▶ **EXERCISE INSTRUCTIONS**
From the records that follow, copy every line that contains the word "bytes".
———
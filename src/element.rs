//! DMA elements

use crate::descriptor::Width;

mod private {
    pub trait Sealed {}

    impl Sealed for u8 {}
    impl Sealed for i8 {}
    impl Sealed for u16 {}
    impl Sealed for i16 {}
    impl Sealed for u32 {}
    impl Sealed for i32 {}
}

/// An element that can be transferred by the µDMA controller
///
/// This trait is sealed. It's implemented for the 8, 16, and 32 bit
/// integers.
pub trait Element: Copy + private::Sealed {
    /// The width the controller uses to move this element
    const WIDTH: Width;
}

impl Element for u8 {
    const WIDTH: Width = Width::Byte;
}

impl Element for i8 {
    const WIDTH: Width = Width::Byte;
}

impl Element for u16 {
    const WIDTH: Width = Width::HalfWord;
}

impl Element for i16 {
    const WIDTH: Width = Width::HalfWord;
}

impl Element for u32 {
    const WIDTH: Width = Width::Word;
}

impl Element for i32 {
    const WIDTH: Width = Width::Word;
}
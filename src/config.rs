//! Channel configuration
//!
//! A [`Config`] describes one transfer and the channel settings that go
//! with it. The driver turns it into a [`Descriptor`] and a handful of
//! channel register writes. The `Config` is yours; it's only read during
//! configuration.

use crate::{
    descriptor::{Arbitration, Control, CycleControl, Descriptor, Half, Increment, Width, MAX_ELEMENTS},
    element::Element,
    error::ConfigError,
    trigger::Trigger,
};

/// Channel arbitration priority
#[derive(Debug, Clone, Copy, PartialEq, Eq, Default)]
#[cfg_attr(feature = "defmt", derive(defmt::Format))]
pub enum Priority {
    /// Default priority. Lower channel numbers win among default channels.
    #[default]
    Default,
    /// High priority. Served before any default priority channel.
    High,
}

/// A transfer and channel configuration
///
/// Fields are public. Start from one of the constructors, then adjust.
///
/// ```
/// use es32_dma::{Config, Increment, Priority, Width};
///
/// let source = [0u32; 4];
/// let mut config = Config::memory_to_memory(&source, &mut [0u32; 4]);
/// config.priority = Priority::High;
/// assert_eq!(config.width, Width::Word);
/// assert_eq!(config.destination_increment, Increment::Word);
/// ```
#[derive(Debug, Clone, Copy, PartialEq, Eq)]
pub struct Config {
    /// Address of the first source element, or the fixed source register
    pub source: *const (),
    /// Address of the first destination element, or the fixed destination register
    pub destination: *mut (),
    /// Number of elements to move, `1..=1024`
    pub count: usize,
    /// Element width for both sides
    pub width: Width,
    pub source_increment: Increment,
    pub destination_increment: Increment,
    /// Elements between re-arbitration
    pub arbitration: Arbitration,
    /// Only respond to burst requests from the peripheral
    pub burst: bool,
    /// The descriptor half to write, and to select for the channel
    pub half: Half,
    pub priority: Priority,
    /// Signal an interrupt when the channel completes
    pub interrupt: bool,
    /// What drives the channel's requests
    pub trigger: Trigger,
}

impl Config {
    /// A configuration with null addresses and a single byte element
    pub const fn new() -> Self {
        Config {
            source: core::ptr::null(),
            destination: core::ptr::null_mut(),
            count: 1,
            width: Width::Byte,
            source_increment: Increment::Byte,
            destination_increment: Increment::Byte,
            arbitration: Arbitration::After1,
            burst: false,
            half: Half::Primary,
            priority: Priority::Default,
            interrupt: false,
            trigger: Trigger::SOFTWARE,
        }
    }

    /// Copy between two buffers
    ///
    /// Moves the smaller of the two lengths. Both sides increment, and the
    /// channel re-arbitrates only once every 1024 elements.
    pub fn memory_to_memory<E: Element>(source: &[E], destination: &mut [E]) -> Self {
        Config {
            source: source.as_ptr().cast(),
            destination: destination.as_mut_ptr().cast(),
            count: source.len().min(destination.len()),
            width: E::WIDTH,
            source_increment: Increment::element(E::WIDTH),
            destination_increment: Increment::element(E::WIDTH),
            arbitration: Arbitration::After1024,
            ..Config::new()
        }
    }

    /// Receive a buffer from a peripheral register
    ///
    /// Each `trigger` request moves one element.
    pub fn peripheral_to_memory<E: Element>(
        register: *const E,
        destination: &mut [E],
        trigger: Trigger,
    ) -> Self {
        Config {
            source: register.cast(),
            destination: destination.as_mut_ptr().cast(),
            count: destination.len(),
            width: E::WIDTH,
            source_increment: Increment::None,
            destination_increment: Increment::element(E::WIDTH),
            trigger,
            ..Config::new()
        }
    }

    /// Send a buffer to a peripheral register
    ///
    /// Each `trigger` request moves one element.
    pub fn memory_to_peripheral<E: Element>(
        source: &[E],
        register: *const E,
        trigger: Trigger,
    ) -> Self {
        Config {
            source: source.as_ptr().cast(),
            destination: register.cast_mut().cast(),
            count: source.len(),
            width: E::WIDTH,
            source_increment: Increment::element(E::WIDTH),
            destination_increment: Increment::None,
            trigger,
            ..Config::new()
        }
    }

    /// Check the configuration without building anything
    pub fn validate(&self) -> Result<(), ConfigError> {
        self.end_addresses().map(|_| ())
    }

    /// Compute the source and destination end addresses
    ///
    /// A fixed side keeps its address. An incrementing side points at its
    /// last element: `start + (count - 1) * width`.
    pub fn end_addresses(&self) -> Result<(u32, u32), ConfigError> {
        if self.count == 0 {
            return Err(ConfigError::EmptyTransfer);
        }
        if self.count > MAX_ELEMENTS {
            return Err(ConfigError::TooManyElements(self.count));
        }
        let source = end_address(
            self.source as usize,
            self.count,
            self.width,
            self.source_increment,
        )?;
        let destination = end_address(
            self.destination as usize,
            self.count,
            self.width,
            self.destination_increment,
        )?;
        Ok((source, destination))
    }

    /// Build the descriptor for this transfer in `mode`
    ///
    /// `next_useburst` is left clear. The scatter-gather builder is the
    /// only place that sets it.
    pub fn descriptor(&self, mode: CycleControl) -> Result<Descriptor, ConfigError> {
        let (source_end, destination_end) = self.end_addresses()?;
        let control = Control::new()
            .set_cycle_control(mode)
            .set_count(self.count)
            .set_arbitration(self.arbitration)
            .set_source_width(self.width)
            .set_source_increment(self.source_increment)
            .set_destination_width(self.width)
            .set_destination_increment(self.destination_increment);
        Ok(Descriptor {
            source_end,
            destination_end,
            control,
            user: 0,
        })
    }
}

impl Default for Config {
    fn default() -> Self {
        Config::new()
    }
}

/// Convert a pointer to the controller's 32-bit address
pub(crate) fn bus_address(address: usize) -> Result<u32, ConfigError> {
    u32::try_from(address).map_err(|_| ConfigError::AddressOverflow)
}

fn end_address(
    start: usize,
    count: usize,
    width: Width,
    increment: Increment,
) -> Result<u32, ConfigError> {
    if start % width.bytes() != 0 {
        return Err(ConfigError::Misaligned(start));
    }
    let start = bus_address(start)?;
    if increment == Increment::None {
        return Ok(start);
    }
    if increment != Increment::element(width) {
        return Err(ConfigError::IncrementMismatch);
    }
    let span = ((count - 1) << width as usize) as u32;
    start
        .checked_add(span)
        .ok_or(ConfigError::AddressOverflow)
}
———
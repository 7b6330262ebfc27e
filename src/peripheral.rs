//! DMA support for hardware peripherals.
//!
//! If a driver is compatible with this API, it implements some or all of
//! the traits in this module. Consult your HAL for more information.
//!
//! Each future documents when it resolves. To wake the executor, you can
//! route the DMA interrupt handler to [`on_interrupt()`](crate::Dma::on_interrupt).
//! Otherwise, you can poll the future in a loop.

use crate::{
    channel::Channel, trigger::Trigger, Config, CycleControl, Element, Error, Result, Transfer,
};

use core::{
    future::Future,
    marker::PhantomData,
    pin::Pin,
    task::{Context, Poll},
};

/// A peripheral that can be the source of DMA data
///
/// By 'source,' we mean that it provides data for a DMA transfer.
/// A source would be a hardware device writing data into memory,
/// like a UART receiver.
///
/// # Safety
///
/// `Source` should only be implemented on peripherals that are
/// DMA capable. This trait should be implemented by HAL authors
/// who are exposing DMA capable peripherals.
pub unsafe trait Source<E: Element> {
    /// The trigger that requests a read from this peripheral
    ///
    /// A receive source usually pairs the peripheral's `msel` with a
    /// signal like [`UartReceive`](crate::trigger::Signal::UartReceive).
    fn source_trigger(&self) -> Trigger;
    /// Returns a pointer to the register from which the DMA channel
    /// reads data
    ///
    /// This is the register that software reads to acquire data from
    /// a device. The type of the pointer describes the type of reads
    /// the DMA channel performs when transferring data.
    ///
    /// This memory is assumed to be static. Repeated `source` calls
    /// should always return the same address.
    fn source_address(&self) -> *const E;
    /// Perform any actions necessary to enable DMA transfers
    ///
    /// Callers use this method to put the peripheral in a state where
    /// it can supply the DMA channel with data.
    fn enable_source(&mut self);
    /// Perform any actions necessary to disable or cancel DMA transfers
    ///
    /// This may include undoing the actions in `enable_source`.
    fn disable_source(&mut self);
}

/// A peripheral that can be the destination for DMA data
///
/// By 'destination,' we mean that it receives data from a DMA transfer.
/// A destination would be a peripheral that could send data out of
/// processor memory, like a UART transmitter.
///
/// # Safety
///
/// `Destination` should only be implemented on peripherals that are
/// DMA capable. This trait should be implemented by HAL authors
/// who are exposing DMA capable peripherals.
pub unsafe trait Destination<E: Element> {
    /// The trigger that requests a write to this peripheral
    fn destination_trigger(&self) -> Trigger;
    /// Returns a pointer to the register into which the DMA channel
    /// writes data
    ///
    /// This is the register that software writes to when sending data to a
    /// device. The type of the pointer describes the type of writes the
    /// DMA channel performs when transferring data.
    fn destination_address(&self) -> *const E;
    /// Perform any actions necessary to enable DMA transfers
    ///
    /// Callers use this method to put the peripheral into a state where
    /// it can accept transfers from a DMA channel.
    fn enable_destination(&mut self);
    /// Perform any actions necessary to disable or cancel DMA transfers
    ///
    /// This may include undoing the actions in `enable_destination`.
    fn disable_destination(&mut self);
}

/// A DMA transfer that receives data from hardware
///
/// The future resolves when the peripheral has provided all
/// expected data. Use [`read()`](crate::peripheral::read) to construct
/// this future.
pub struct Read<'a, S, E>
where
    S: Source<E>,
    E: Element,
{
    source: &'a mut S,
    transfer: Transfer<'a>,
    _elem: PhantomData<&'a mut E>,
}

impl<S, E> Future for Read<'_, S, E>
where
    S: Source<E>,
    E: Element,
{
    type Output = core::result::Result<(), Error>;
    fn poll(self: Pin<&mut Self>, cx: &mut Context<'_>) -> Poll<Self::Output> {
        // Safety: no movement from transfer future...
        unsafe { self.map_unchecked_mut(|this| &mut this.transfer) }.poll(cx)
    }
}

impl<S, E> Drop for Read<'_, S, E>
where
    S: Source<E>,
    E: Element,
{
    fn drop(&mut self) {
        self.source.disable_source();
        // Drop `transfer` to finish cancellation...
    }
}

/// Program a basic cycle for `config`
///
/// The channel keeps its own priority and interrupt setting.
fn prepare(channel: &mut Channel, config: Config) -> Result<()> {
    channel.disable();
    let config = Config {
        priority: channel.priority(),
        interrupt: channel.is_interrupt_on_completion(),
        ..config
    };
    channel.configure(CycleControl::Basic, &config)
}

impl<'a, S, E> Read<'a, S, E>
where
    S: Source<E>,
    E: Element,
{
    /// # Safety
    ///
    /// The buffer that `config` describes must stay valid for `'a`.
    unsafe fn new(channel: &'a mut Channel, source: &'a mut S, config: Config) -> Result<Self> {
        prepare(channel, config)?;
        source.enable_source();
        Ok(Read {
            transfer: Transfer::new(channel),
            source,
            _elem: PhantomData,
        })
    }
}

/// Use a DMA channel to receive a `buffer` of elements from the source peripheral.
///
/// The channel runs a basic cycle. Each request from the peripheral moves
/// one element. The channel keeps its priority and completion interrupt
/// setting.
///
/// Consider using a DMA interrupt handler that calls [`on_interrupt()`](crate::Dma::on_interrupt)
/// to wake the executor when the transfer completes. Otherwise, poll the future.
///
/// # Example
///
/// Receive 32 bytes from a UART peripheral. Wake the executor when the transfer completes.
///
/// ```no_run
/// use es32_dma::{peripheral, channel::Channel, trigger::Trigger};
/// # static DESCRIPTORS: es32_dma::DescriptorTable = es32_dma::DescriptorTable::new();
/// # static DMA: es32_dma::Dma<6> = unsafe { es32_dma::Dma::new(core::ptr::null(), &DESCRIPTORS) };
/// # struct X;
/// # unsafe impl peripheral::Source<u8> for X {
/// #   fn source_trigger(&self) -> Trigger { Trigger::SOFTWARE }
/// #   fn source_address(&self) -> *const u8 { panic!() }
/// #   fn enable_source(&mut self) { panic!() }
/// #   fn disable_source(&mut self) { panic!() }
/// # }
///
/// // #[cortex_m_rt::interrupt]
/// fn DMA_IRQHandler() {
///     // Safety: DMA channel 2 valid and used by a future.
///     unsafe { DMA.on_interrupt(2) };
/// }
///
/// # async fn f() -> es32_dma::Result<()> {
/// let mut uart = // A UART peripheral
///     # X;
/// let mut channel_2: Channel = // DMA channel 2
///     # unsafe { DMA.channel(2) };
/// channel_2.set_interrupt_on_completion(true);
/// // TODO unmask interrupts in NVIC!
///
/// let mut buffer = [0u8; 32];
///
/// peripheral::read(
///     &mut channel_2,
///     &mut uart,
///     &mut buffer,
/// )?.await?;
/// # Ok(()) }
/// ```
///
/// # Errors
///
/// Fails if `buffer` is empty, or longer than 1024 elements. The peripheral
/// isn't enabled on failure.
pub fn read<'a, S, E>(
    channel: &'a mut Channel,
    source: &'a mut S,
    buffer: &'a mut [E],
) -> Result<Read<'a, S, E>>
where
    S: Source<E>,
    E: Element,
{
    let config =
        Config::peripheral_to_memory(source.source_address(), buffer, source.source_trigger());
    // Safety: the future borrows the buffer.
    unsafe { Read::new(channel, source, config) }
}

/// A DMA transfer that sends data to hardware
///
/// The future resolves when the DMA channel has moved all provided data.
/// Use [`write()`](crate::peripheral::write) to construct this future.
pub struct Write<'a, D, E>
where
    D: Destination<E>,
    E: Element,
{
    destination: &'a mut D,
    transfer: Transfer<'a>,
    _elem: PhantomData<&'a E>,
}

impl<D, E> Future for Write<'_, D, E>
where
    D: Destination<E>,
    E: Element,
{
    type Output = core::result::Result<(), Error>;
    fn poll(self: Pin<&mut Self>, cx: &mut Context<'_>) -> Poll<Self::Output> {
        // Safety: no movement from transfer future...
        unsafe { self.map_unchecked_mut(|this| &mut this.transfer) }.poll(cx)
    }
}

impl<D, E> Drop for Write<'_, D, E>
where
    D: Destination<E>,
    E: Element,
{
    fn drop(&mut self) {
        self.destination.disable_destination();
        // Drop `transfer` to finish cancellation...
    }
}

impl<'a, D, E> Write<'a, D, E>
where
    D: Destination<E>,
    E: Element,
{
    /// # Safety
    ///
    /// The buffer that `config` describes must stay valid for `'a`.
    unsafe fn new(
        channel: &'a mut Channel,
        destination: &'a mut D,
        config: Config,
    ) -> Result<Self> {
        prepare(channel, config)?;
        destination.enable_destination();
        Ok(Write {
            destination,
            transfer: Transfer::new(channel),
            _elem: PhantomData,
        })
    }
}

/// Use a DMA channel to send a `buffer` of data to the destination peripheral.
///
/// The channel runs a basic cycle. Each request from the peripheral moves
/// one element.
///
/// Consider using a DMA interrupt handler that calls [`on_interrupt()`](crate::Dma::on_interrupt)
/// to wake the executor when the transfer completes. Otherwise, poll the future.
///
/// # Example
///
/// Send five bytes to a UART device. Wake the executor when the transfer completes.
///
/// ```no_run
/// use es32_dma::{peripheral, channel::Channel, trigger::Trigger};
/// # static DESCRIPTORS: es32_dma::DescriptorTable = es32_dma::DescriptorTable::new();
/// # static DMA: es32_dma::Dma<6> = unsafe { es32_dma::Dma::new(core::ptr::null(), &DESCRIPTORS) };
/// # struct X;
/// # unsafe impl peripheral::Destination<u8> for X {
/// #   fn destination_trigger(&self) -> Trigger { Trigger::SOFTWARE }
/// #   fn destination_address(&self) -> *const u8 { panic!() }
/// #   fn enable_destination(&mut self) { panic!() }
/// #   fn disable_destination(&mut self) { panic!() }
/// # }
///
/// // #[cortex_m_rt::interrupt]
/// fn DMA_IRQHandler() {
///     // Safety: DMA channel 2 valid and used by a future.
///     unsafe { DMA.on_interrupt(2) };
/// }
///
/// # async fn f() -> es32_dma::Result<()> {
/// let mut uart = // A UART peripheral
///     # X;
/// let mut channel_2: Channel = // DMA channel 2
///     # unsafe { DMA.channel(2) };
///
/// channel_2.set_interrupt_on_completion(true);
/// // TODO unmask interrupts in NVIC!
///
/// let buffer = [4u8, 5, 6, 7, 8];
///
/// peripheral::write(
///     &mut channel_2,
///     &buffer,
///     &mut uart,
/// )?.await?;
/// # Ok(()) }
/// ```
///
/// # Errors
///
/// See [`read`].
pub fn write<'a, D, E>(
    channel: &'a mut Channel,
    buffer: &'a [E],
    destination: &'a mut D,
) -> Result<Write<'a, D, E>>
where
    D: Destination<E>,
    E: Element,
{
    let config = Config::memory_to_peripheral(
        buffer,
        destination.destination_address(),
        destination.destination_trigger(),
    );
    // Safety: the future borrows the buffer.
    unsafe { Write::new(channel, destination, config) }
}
———
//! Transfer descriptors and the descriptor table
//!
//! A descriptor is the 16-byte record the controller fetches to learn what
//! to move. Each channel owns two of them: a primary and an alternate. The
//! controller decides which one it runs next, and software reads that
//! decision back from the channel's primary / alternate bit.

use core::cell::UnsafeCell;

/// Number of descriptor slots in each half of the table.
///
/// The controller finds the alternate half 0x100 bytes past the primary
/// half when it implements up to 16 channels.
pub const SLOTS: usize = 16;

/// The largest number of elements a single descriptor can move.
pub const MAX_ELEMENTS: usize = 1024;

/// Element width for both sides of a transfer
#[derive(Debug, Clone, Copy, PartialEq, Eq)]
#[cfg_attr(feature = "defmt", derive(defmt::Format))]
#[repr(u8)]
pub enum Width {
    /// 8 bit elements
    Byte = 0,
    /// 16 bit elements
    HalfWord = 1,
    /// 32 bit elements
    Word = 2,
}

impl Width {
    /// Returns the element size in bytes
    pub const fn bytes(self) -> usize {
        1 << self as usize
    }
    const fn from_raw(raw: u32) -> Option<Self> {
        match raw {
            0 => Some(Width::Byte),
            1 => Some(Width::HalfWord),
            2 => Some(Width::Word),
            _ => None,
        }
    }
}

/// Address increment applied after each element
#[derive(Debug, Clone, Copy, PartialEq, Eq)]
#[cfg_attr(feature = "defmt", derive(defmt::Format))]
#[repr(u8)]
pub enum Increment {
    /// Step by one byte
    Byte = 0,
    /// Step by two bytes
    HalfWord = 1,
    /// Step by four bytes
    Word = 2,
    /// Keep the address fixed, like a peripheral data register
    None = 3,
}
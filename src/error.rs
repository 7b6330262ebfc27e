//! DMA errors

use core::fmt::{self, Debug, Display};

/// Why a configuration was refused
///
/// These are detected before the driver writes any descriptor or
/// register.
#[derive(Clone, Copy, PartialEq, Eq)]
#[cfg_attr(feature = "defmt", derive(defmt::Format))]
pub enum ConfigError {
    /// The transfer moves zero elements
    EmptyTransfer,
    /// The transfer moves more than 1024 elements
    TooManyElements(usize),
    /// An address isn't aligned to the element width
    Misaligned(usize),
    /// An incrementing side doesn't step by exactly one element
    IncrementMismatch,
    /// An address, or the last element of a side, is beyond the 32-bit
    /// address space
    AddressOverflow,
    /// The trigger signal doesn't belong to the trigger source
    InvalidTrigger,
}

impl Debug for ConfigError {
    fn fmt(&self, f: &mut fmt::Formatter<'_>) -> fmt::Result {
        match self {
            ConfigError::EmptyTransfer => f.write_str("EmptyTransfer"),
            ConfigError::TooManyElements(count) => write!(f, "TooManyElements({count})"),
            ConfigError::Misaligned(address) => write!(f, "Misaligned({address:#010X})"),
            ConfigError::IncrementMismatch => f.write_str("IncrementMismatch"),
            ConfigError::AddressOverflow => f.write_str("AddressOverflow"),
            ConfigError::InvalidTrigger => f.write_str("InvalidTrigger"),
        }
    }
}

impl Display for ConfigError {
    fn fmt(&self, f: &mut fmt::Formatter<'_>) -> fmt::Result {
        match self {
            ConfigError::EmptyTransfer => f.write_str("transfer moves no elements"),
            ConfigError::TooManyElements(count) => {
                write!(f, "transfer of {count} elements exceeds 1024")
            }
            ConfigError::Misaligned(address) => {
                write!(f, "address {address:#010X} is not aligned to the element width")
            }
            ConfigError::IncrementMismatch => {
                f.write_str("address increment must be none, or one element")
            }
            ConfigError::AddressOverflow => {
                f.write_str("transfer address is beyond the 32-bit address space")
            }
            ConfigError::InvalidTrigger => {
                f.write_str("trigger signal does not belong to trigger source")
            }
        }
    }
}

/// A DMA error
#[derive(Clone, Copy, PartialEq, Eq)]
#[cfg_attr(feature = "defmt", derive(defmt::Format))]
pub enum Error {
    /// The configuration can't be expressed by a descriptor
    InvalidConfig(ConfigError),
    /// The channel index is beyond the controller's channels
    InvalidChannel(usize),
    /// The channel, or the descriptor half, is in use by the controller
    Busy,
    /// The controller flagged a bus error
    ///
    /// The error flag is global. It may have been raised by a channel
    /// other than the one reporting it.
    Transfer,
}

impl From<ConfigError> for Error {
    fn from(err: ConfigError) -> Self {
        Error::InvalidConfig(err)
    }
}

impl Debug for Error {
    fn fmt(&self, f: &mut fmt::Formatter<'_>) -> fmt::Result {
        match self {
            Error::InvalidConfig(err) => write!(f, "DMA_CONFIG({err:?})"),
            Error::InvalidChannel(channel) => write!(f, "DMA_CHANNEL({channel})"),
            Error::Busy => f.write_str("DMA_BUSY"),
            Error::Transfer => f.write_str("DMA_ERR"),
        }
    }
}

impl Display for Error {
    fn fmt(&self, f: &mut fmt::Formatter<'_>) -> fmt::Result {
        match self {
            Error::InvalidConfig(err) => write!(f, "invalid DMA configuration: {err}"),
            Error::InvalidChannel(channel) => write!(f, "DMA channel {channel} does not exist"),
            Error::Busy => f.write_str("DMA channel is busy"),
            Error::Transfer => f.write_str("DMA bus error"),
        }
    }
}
———
▶ **REPLY TO THE TASK**
    if start % width.bytes() != 0 {
/// Receive 32 bytes from a UART peripheral. Wake the executor when the transfer completes.
/// Send five bytes to a UART device. Wake the executor when the transfer completes.
/// The controller finds the alternate half 0x100 bytes past the primary
    /// Returns the element size in bytes
    pub const fn bytes(self) -> usize {
    /// Step by two bytes
    /// Step by four bytes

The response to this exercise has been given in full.